The Trump administration ended DACA on September 5 for a variety of legal reasons. Attorney General Jeff Sessions called it "an unconstitutional exercise of authority by the Executive Branch." The new administration expressed concerns that President Obama overstepped his constitutional boundaries by undermining Congress's law-making power. Sessions also were concerned about DACA's imminent removal by a federal court. After all, an extension of DACA was struck down in Texas vs. the United States. The legal implications of the first reason originate in the Constitution. The power to legislate stems from Article I, Section I of the Constitution and is granted to Congress, not the executive branch.

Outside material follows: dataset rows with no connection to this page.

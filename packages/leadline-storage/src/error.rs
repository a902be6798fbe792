#[derive(Debug, thiserror::Error)]
pub enum Error {
	#[error(transparent)]
	Sqlx(#[from] sqlx::Error),
	#[error("Invalid argument: {0}")]
	InvalidArgument(String),
	#[error("Not found: {0}")]
	NotFound(String),
}
impl Error {
	/// Whether a retry against the same store can reasonably succeed.
	/// Callers degrade (fail-open, defer, requeue) on transient errors and
	/// surface permanent ones.
	pub fn is_transient(&self) -> bool {
		match self {
			Self::Sqlx(err) => match err {
				sqlx::Error::PoolTimedOut | sqlx::Error::PoolClosed | sqlx::Error::Io(_) => true,
				sqlx::Error::Database(db) => {
					// Serialization failures and deadlocks resolve on retry.
					matches!(db.code().as_deref(), Some("40001") | Some("40P01") | Some("55P03"))
				},
				_ => false,
			},
			_ => false,
		}
	}
}
pub fn render_schema() -> String {
	let init = include_str!("../../../sql/init.sql");

	expand_includes(init)
}

fn expand_includes(sql: &str) -> String {
	let mut out = String::new();

	for line in sql.lines() {
		let trimmed = line.trim();

		if let Some(path) = trimmed.strip_prefix("\\ir ") {
			match path.trim() {
				"tables/001_tenants.sql" =>
					out.push_str(include_str!("../../../sql/tables/001_tenants.sql")),
				"tables/002_leads.sql" =>
					out.push_str(include_str!("../../../sql/tables/002_leads.sql")),
				"tables/003_consent_records.sql" =>
					out.push_str(include_str!("../../../sql/tables/003_consent_records.sql")),
				"tables/004_sms_outbox.sql" =>
					out.push_str(include_str!("../../../sql/tables/004_sms_outbox.sql")),
				"tables/005_webhook_events.sql" =>
					out.push_str(include_str!("../../../sql/tables/005_webhook_events.sql")),
				"tables/006_alert_buffer.sql" =>
					out.push_str(include_str!("../../../sql/tables/006_alert_buffer.sql")),
				"tables/007_rate_limits.sql" =>
					out.push_str(include_str!("../../../sql/tables/007_rate_limits.sql")),
				"tables/008_conversation_logs.sql" =>
					out.push_str(include_str!("../../../sql/tables/008_conversation_logs.sql")),
				_ => out.push_str(line),
			}
		} else {
			out.push_str(line);
		}

		out.push('\n');
	}

	out
}

#[cfg(test)]
mod tests {
	use super::*;

	#[test]
	fn schema_expands_every_include() {
		let rendered = render_schema();

		assert!(!rendered.contains("\\ir "));
		assert!(rendered.contains("CREATE TABLE IF NOT EXISTS tenants"));
		assert!(rendered.contains("CREATE TABLE IF NOT EXISTS sms_outbox"));
		assert!(rendered.contains("CREATE TABLE IF NOT EXISTS consent_records"));
	}
}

Moreover, Article I, Section 8, Clause IV gives Congress power over naturalization or immigration. This constitutional power is to decide the qualifications of citizenship. Therefore, the Constitution gives Congress the power to make laws about immigration. DACA appears to be a huge constitutional overstep by the Obama administration. At first glance, President Trump's repeal of DACA looks like a restoration of law in order, especially when considering the economic implications of DACA cited by Sessions. But other examinations of the Constitution pose a complication to Trump's claims.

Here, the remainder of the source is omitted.